I'm trying to run a date facet over a subset of a long time series (very
many values), and it keeps OOMing. But when I remove the facet clause from
the query, I get an overall result instantly.

This suggests to me that even with the filter in place, ES is trying to
load all the distinct values of the field. Is that correct? If so, is there
any way round it?

The query looks like this:

{
"query": {
"filtered" : {
"query" : {
"range" : {
"pubDate" : {
"from" : "2010-10-01",
"to" : "2011-01-01"
}
}
},
"filter" : {
"and" : {
"filters": [
{
"exists" : { "field" : "foo" }
},
{
"term" : { "bar" : "somestring" }
},
{
"prefix" : { "baz" : "a" }
}
]
}
}
}
},
"facets" : {
"published" : {
"date_histogram" : {
"field" : "pubDate",
"interval" : "month"
}
}
}
}

Like that, I get:

[2012-06-15 11:54:48,335][WARN ][index.cache.field.data.soft] [Centurion]
[search_criteria] loading field [event.pubDate] caused out of memory failure

But when I take out the facet, no problems.

This is with search_type=count by the way, as I don't care about the actual
hits.

Thanks,

Andrew.


(Andrew Clegg) #2

Sorry, I realise I got the terminology wrong here, what I meant was a range
query not a range filter.

On Friday, 15 June 2012 12:06:10 UTC+1, Andrew Clegg wrote:

Hi,

I'm trying to run a date facet over a subset of a long time series (very
many values), and it keeps OOMing. But when I remove the facet clause from
the query, I get an overall result instantly.

This suggests to me that even with the filter in place, ES is trying to
load all the distinct values of the field. Is that correct? If so, is there
any way round it?

The query looks like this:

{
"query": {
"filtered" : {
"query" : {
"range" : {
"pubDate" : {
"from" : "2010-10-01",
"to" : "2011-01-01"
}
}
},
"filter" : {
"and" : {
"filters": [
{
"exists" : { "field" : "foo" }
},
{
"term" : { "bar" : "somestring" }
},
{
"prefix" : { "baz" : "a" }
}
]
}
}
}
},
"facets" : {
"published" : {
"date_histogram" : {
"field" : "pubDate",
"interval" : "month"
}
}
}
}

Like that, I get:

[2012-06-15 11:54:48,335][WARN ][index.cache.field.data.soft] [Centurion]
[search_criteria] loading field [event.pubDate] caused out of memory failure

But when I take out the facet, no problems.
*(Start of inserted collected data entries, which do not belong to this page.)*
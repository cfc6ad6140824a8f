//! State samples - the timestamped pose records stored by the buffer.
//!
//! A sample mixes continuous fields (position, orientation) with categorical
//! ones (lane index, grounded/crashed flags). Only the continuous part lives
//! in [`Pose`], and [`Pose::interpolate`] is the single blending routine, so
//! lanes and flags cannot be averaged by accident.

use nalgebra::{UnitQuaternion, Vector3};
use serde::{Deserialize, Serialize};

/// Threshold below which two rotations are treated as identical for slerp.
const SLERP_EPSILON: f64 = 1.0e-9;

/// Continuous part of a sample: where the agent is and how it is oriented.
#[derive(Debug, Clone, Copy, PartialEq, Serialize, Deserialize)]
pub struct Pose {
    /// Position [x, y, z] in world units
    pub position: Vector3<f64>,

    /// Orientation as a unit quaternion
    pub orientation: UnitQuaternion<f64>,
}

impl Pose {
    /// Creates a pose from a position and orientation.
    pub fn new(position: Vector3<f64>, orientation: UnitQuaternion<f64>) -> Self {
        Self {
            position,
            orientation,
        }
    }

    /// Creates an unrotated pose at the given position.
    pub fn at(position: Vector3<f64>) -> Self {
        Self::new(position, UnitQuaternion::identity())
    }

    /// Blends two poses: linear for position, spherical for orientation.
    ///
    /// `t` is clamped to `[0, 1]`. When the rotations are too close for
    /// slerp to be well defined, normalized lerp is used instead.
    pub fn interpolate(a: &Pose, b: &Pose, t: f64) -> Pose {
        let t = t.clamp(0.0, 1.0);
        let position = a.position.lerp(&b.position, t);
        let orientation = a
            .orientation
            .try_slerp(&b.orientation, t, SLERP_EPSILON)
            .unwrap_or_else(|| a.orientation.nlerp(&b.orientation, t));

        Pose {
            position,
            orientation,
        }
    }
}

impl Default for Pose {
    fn default() -> Self {
        Self::at(Vector3::zeros())
    }
}

/// One timestamped observation of the agent.
#[derive(Debug, Clone, Copy, PartialEq, Serialize, Deserialize)]
pub struct StateSample {
    /// Capture time in seconds on the producer's clock
    pub timestamp: f64,

    /// Pose snapshot
    pub pose: Pose,

    /// Discrete lateral lane occupied at capture time
    pub lane_index: usize,

    /// Agent was on the ground
    pub grounded: bool,

    /// Agent was in a terminal (crashed) state
    pub crashed: bool,
}

impl StateSample {
    /// Creates a grounded, non-crashed sample.
    pub fn new(timestamp: f64, pose: Pose, lane_index: usize) -> Self {
        Self {
            timestamp,
            pose,
            lane_index,
            grounded: true,
            crashed: false,
        }
    }

    /// Sets the grounded flag.
    pub fn with_grounded(mut self, grounded: bool) -> Self {
        self.grounded = grounded;
        self
    }

    /// Sets the crashed flag.
    pub fn with_crashed(mut self, crashed: bool) -> Self {
        self.crashed = crashed;
        self
    }

    /// Shortcut for the sample position.
    pub fn position(&self) -> Vector3<f64> {
        self.pose.position
    }
}

/// Fraction of the way `value` lies between `a` and `b`, clamped to `[0, 1]`.
///
/// Returns 0 for an empty or inverted interval.
pub fn inverse_lerp(a: f64, b: f64, value: f64) -> f64 {
    let span = b - a;
    if span <= 0.0 || !span.is_finite() {
        return 0.0;
    }
    ((value - a) / span).clamp(0.0, 1.0)
}
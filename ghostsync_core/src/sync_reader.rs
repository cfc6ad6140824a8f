//! The delayed reader - lag-simulation read policy over the ring buffer.
//!
//! Every query looks `simulated_lag` seconds into the past, finds the
//! bracketing samples and blends them. Terminal events are written at the
//! current (unlagged) time so they enter the stream as early as possible.

use crate::config::{ReaderConfig, TerminalLanePolicy};
use crate::error::SyncError;
use crate::sync_buffer::{BracketKind, SyncBuffer};
use crate::sync_state::{Pose, StateSample};

use std::cell::RefCell;
use std::rc::Rc;
use tracing::{debug, trace};

/// Single-threaded shared handle handed to the producer and consumer adapters.
pub type SharedReader = Rc<RefCell<DelayedStateReader>>;

/// Counters for how queries were resolved.
#[derive(Debug, Clone, Copy, Default, PartialEq, Eq)]
pub struct QueryStats {
    /// Total `query` calls
    pub queries: u64,

    /// Queries made before anything was recorded
    pub unavailable: u64,

    /// Queries blended between two samples
    pub interpolated: u64,

    /// Queries at or past the newest sample
    pub clamped: u64,

    /// Queries that collapsed to an exact hit
    pub degenerate: u64,

    /// Queries older than the retained window
    pub stale: u64,
}

impl QueryStats {
    fn count(&mut self, kind: Option<BracketKind>) {
        self.queries += 1;
        match kind {
            None => self.unavailable += 1,
            Some(BracketKind::Interpolated) => self.interpolated += 1,
            Some(BracketKind::Clamped) => self.clamped += 1,
            Some(BracketKind::Degenerate) => self.degenerate += 1,
            Some(BracketKind::Stale) => self.stale += 1,
        }
    }
}

/// Ring buffer plus a simulated read latency.
#[derive(Debug, Clone)]
pub struct DelayedStateReader {
    buffer: SyncBuffer,
    simulated_lag: f64,
    terminal_lane: TerminalLanePolicy,
    last_lane: Option<usize>,
    stats: QueryStats,
}

impl DelayedStateReader {
    /// Creates a reader. A negative or NaN lag is treated as zero.
    pub fn new(simulated_lag: f64, capacity: usize) -> Self {
        Self {
            buffer: SyncBuffer::new(capacity),
            simulated_lag: sanitize_lag(simulated_lag),
            terminal_lane: TerminalLanePolicy::default(),
            last_lane: None,
            stats: QueryStats::default(),
        }
    }

    /// Creates a reader from validated configuration.
    pub fn from_config(config: &ReaderConfig) -> Result<Self, SyncError> {
        config.validate()?;
        let mut reader = Self::new(config.simulated_lag, config.capacity);
        reader.terminal_lane = config.terminal_lane;
        Ok(reader)
    }

    /// Creates an Rc-wrapped reader for sharing between adapters.
    pub fn shared(simulated_lag: f64, capacity: usize) -> SharedReader {
        Rc::new(RefCell::new(Self::new(simulated_lag, capacity)))
    }

    /// Sets how terminal events pick their lane.
    pub fn with_terminal_lane(mut self, policy: TerminalLanePolicy) -> Self {
        self.terminal_lane = policy;
        self
    }

    /// Wraps the reader in a [`SharedReader`].
    pub fn into_shared(self) -> SharedReader {
        Rc::new(RefCell::new(self))
    }

    pub fn simulated_lag(&self) -> f64 {
        self.simulated_lag
    }

    /// Changes the read delay. A negative or NaN lag is treated as zero.
    pub fn set_simulated_lag(&mut self, lag: f64) {
        self.simulated_lag = sanitize_lag(lag);
    }

    pub fn buffer(&self) -> &SyncBuffer {
        &self.buffer
    }

    pub fn stats(&self) -> QueryStats {
        self.stats
    }

    /// Appends a sample to the buffer.
    pub fn record(&mut self, sample: StateSample) {
        self.last_lane = Some(sample.lane_index);
        self.buffer.push(sample);
    }

    /// Returns the interpolated state at `now - simulated_lag`.
    ///
    /// `None` until at least one sample has been recorded. The lane comes
    /// from the lower bracket only; grounded/crashed are OR-ed across both
    /// brackets so a short-lived `true` survives the blend.
    pub fn query(&mut self, now: f64) -> Option<StateSample> {
        let target_time = now - self.simulated_lag;
        let bracket = self.buffer.find_bracket(target_time);
        self.stats.count(bracket.map(|b| b.kind));
        let bracket = bracket?;

        match bracket.kind {
            BracketKind::Stale => debug!(
                target_time,
                newest = bracket.lower.timestamp,
                "Query older than retained window, using newest sample"
            ),
            BracketKind::Degenerate => trace!(
                target_time,
                lower = bracket.lower.timestamp,
                "No valid forward sample, treating as exact"
            ),
            _ => {}
        }

        let (lower, upper) = (bracket.lower, bracket.upper);
        Some(StateSample {
            timestamp: target_time,
            pose: Pose::interpolate(&lower.pose, &upper.pose, bracket.t),
            lane_index: lower.lane_index,
            grounded: lower.grounded || upper.grounded,
            crashed: lower.crashed || upper.crashed,
        })
    }

    /// Records a crash at the current, unlagged time.
    ///
    /// The sample is grounded and crashed. Its lane follows the configured
    /// [`TerminalLanePolicy`].
    pub fn record_terminal_event(&mut self, pose: Pose, now: f64) {
        let lane_index = match self.terminal_lane {
            TerminalLanePolicy::Placeholder => 0,
            TerminalLanePolicy::CarryForward => self.last_lane.unwrap_or(0),
        };
        debug!(now, lane_index, "Recording terminal event");

        self.record(StateSample {
            timestamp: now,
            pose,
            lane_index,
            grounded: true,
            crashed: true,
        });
    }

    /// Drops all samples and counters. Lag and capacity are kept.
    pub fn reset(&mut self) {
        self.buffer.clear();
        self.last_lane = None;
        self.stats = QueryStats::default();
    }
}

fn sanitize_lag(lag: f64) -> f64 {
    if lag.is_finite() && lag > 0.0 {
        lag
    } else {
        0.0
    }
}
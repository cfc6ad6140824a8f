//! GhostSync Environment Abstraction Layer
//!
//! This crate provides the clock abstraction allowing the GhostSync core
//! to run against both **Production** (wall clock) and **Simulation**
//! (virtual clock) time sources.
//!
//! # Core Concept
//!
//! Every adapter in `ghostsync_core` reads time through a [`SyncClock`]
//! handed to it at construction. Nothing calls a global clock, so a
//! simulation harness can step time frame by frame and replay a run exactly.
//!
//! # Example
//!
//! ```ignore
//! use ghostsync_env::{SyncClock, SystemClock};
//!
//! let clock = SystemClock::shared();
//! let now = clock.now_secs();
//! ```

mod clock;
mod system_clock;

pub use clock::SyncClock;
pub use system_clock::SystemClock;
//! Error types for the simulation harness.

use ghostsync_core::SyncError;
use thiserror::Error;

/// Errors that can stop a scenario run.
#[derive(Debug, Error)]
pub enum SimError {
    /// Reader or adapter configuration was rejected
    #[error("Configuration error: {0}")]
    Config(#[from] SyncError),

    /// Export could not be written
    #[error("Export I/O error: {0}")]
    Io(#[from] std::io::Error),

    /// Export could not be serialized
    #[error("Export serialization error: {0}")]
    Serialization(#[from] serde_json::Error),
}
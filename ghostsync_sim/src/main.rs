//! GhostSync Simulator CLI
//!
//! Run deterministic ghost playback scenarios against a simulated runner.

use clap::Parser;
use ghostsync_core::GhostSyncConfig;
use ghostsync_sim::{ScenarioId, ScenarioResult, ScenarioRunner};
use tracing::{error, info, Level};
use tracing_subscriber::{EnvFilter, FmtSubscriber};

/// GhostSync Deterministic Simulation CLI
#[derive(Parser, Debug)]
#[command(name = "ghostsync-sim")]
#[command(about = "Run deterministic ghost playback scenarios", long_about = None)]
struct Args {
    /// JSON configuration file (reader, producer, consumer)
    #[arg(short, long)]
    config: Option<String>,

    /// Simulated lag in seconds (overrides the config file)
    #[arg(short, long)]
    lag: Option<f64>,

    /// Ring buffer capacity (overrides the config file)
    #[arg(long)]
    capacity: Option<usize>,

    /// Master seed for determinism (0 = random from time)
    #[arg(short, long, default_value = "42")]
    seed: u64,

    /// Number of consecutive seeds to run
    #[arg(long, default_value = "1", value_parser = clap::value_parser!(u64).range(1..))]
    seeds: u64,

    /// Scenario to run (steady_run, lane_weave, hurdles, crash, time_lapse, jitter, all)
    #[arg(short = 'S', long, default_value = "all")]
    scenario: String,

    /// Simulated duration in seconds
    #[arg(short, long, default_value = "10")]
    duration: f64,

    /// Verbose output
    #[arg(short, long)]
    verbose: bool,

    /// JSON output for CI parsing
    #[arg(long)]
    json: bool,

    /// Export truth and ghost frames to a JSON file
    #[arg(long)]
    export: Option<String>,
}

fn main() {
    let args = Args::parse();

    // Initialize logging; RUST_LOG overrides the --verbose level
    let level = if args.verbose { Level::DEBUG } else { Level::INFO };
    let filter = EnvFilter::try_from_default_env()
        .unwrap_or_else(|_| EnvFilter::new(level.to_string()));
    let subscriber = FmtSubscriber::builder()
        .with_env_filter(filter)
        .with_writer(std::io::stderr)
        .finish();
    if let Err(e) = tracing::subscriber::set_global_default(subscriber) {
        eprintln!("Failed to set tracing subscriber: {}", e);
    }

    if !args.json {
        info!("GhostSync Simulator v{}", env!("CARGO_PKG_VERSION"));
        info!("━━━━━━━━━━━━━━━━━━━━━━━━━━━━━━━━━━━━━━━━━━━━━━━━━━━━━");
    }

    let config = load_config(&args).unwrap_or_else(|e| {
        eprintln!("Error: {}", e);
        std::process::exit(1);
    });

    // Parse scenarios
    let scenarios: Vec<ScenarioId> = if args.scenario == "all" {
        ScenarioId::all()
    } else {
        vec![args.scenario.parse().unwrap_or_else(|e| {
            eprintln!("Error: {}", e);
            eprintln!("Available scenarios: steady_run, lane_weave, hurdles, crash, time_lapse, jitter, all");
            std::process::exit(1);
        })]
    };

    // Determine base seed
    let base_seed = if args.seed == 0 {
        std::time::SystemTime::now()
            .duration_since(std::time::UNIX_EPOCH)
            .map(|d| d.as_nanos() as u64)
            .unwrap_or(42)
    } else {
        args.seed
    };

    // Handle --export mode
    if let Some(export_path) = &args.export {
        if scenarios.len() > 1 {
            eprintln!("Error: --export only supports a single scenario, not 'all'");
            std::process::exit(1);
        }
        let scenario = scenarios[0];
        info!("Running with export to: {}", export_path);

        let runner = ScenarioRunner::new(base_seed)
            .with_duration(args.duration)
            .with_config(config);
        let outcome = runner
            .run_with_export(scenario, 6)
            .and_then(|(result, export)| {
                export.write_to_file(export_path)?;
                info!("Exported {} frames to {}", export.frames.len(), export_path);
                Ok(result)
            });

        match outcome {
            Ok(result) if result.passed => {
                info!("✓ {} (seed={}) PASSED - exported to {}", scenario.name(), base_seed, export_path);
            }
            Ok(result) => {
                error!(
                    "✗ {} FAILED: {}",
                    scenario.name(),
                    result.failure_reason.as_deref().unwrap_or("unknown")
                );
                std::process::exit(1);
            }
            Err(e) => {
                error!("✗ {} errored: {}", scenario.name(), e);
                std::process::exit(1);
            }
        }
        return;
    }

    // Run simulations
    let mut all_results: Vec<ScenarioResult> = Vec::new();
    let mut failed_count = 0;

    for seed_offset in 0..args.seeds {
        let seed = base_seed.wrapping_add(seed_offset);
        let runner = ScenarioRunner::new(seed)
            .with_duration(args.duration)
            .with_config(config.clone());

        for scenario in &scenarios {
            let result = match runner.run(*scenario) {
                Ok(result) => result,
                Err(e) => {
                    error!("✗ {} (seed={}) errored: {}", scenario.name(), seed, e);
                    failed_count += 1;
                    continue;
                }
            };

            if !args.json {
                if result.passed {
                    info!("✓ {} (seed={}) PASSED", scenario.name(), seed);
                } else {
                    error!(
                        "✗ {} (seed={}) FAILED: {}",
                        scenario.name(),
                        seed,
                        result.failure_reason.as_deref().unwrap_or("unknown")
                    );
                }
            }

            if !result.passed {
                failed_count += 1;
            }
            all_results.push(result);
        }
    }

    // Summary
    let total = args.seeds as usize * scenarios.len();
    let passed = total - failed_count;

    if args.json {
        let summary = serde_json::json!({
            "total": total,
            "passed": passed,
            "failed": failed_count,
            "results": all_results.iter().map(|r| {
                serde_json::json!({
                    "scenario": r.scenario.name(),
                    "seed": r.seed,
                    "passed": r.passed,
                    "frames": r.total_frames,
                    "time_secs": r.final_time_secs,
                    "rms_error": r.metrics.rms_error,
                    "stale_queries": r.metrics.query_stats.stale,
                    "crash_delays": r.metrics.crash_delays,
                    "failure_reason": r.failure_reason,
                })
            }).collect::<Vec<_>>(),
        });
        match serde_json::to_string_pretty(&summary) {
            Ok(json) => println!("{}", json),
            Err(e) => error!("Failed to serialize summary: {}", e),
        }
    } else {
        info!("");
        info!("━━━━━━━━━━━━━━━━━━━━━━━━━━━━━━━━━━━━━━━━━━━━━━━━━━━━━");

        if failed_count == 0 {
            info!("✅ All {} scenario runs passed!", total);
        } else {
            error!("❌ {}/{} scenario runs failed!", failed_count, total);
            for result in all_results.iter().filter(|r| !r.passed) {
                error!(
                    "  - {} seed={}: {}",
                    result.scenario.name(),
                    result.seed,
                    result.failure_reason.as_deref().unwrap_or("unknown")
                );
            }
        }
    }

    // Exit with proper code for CI
    if failed_count > 0 {
        std::process::exit(1);
    }
}

/// Loads the config file (or defaults) and applies CLI overrides.
fn load_config(args: &Args) -> Result<GhostSyncConfig, ghostsync_core::SyncError> {
    let mut config = match &args.config {
        Some(path) => GhostSyncConfig::from_json_file(path)?,
        None => GhostSyncConfig::default(),
    };
    if let Some(lag) = args.lag {
        config.reader.simulated_lag = lag;
    }
    if let Some(capacity) = args.capacity {
        config.reader.capacity = capacity;
    }
    config.validate()?;
    Ok(config)
}

#[cfg(test)]
mod tests {
    use super::*;

    #[test]
    fn test_zero_seeds_rejected() {
        assert!(Args::try_parse_from(["ghostsync-sim", "--seeds", "0"]).is_err());
        let args = Args::try_parse_from(["ghostsync-sim", "--seeds", "3"]).unwrap();
        assert_eq!(args.seeds, 3);
    }

    #[test]
    fn test_cli_overrides_config() {
        let args =
            Args::try_parse_from(["ghostsync-sim", "--lag", "0.4", "--capacity", "32"]).unwrap();
        let config = load_config(&args).unwrap();
        assert_eq!(config.reader.simulated_lag, 0.4);
        assert_eq!(config.reader.capacity, 32);
    }
}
This is with search_type=count by the way, as I don't care about the
actual hits.

Thanks,

Andrew.


(David Pilato) #3

Hi Andrew,

You have to filter the facet with the same filters you are already using in your
query.
So put your range filter as a Facet Filter should help.

Facet Filter

All facets can be configured with an additional filter (explained in the Query
DSL http://www.elasticsearch.org/guide/reference/query-dsl section), which
will reduce the documents they use for computing results. An example with a term
filter:

{
"facets" : {
"" : {
"" : {
...
},
"facet_filter" : {
"term" : { "user" : "kimchy"}
}
}
}
}

Note that this is different from a facet of the filter
http://www.elasticsearch.org/guide/reference/api/search/facets/filter-facet.html
type.

See also if scope could help :
http://www.elasticsearch.org/guide/reference/api/search/facets/index.html
http://www.elasticsearch.org/guide/reference/api/search/facets/index.html

Scope

As we have already mentioned, facet computation is restricted to the scope of
the current query, called main, by default. Facets can be computed within the
global scope as well, in which case it will return values computed acrosss all
documents in the index:

{
"facets" : {
"" : {
"" : { ... },
"global" : true
}
}
}

There’s one important distinction to keep in mind. While search queries restrict
both the returned documents and facet counts, search filters restrict only
returned documents — but notfacet counts.

If you need to restrict both the documents and facets, and you’re not willing or
able to use a query, you may use a facet filter.

HTH
David.

Le 15 juin 2012 à 13:06, Andrew Clegg andrew.clegg@gmail.com a écrit :

Hi,

I'm trying to run a date facet over a subset of a long time series (very many
values), and it keeps OOMing. But when I remove the facet clause from the
query, I get an overall result instantly.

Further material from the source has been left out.